(Beginning of Input material)

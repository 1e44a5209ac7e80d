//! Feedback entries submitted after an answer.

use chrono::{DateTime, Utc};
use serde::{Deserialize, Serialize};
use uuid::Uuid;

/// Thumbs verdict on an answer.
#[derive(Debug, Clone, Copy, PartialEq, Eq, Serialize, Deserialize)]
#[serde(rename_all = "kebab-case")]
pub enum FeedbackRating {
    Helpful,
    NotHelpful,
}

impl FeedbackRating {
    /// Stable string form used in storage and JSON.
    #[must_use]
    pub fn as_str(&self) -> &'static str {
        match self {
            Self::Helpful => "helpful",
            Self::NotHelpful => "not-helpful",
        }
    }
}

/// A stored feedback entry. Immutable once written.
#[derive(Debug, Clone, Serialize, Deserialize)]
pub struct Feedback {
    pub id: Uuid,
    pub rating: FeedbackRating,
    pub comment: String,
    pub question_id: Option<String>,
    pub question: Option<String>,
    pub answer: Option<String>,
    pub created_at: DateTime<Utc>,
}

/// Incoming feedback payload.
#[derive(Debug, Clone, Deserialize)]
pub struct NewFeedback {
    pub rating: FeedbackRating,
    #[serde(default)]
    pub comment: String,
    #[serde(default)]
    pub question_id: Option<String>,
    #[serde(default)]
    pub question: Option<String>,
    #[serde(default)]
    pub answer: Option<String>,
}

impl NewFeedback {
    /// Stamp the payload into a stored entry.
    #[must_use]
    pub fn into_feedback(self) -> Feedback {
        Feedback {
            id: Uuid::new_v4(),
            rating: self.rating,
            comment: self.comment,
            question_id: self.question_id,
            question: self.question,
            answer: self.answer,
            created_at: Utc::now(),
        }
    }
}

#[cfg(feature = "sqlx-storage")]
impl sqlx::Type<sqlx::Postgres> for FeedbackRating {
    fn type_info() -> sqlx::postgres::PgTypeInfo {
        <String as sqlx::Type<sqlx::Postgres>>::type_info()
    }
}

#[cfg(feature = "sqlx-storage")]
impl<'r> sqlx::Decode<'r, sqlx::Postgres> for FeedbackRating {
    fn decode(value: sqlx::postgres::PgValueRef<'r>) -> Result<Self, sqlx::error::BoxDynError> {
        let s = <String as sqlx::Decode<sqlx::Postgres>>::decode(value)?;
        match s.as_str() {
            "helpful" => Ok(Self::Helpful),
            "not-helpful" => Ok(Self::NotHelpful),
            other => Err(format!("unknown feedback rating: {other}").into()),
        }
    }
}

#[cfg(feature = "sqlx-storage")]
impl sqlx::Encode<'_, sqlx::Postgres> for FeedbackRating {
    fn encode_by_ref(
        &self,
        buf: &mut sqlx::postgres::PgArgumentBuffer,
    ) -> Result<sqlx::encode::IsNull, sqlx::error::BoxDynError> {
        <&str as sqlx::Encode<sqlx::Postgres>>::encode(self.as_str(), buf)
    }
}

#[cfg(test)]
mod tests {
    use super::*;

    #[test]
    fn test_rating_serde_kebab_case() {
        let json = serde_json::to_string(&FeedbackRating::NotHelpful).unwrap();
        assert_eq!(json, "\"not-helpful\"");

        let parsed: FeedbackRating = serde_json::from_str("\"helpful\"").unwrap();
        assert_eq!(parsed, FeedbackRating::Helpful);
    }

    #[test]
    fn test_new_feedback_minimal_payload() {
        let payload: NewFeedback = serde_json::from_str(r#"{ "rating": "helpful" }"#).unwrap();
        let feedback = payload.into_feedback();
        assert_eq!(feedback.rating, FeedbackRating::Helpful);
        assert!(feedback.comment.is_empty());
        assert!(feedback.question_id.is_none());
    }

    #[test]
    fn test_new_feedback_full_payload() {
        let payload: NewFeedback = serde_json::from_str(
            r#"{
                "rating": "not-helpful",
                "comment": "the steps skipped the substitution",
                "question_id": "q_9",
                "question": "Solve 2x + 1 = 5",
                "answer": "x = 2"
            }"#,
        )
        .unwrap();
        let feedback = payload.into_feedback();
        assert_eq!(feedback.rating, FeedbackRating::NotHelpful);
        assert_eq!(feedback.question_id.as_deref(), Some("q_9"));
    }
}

(End of Input material)
(Beginning of Input material)

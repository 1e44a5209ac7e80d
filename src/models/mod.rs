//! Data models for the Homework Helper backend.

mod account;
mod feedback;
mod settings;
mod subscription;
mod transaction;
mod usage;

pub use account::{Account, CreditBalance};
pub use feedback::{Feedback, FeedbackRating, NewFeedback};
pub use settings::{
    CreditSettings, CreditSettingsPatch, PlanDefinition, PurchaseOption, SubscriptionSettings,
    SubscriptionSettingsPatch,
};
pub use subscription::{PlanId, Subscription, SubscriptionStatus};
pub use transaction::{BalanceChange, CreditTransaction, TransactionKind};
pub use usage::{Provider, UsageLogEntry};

(End of Input material)

### Your goal
Go through the listing above and locate each line that holds the word "Deserialize". Copy those lines.

### Worked solution
use serde::{Deserialize, Serialize};
#[derive(Debug, Clone, Copy, PartialEq, Eq, Serialize, Deserialize)]
#[derive(Debug, Clone, Serialize, Deserialize)]
#[derive(Debug, Clone, Deserialize)]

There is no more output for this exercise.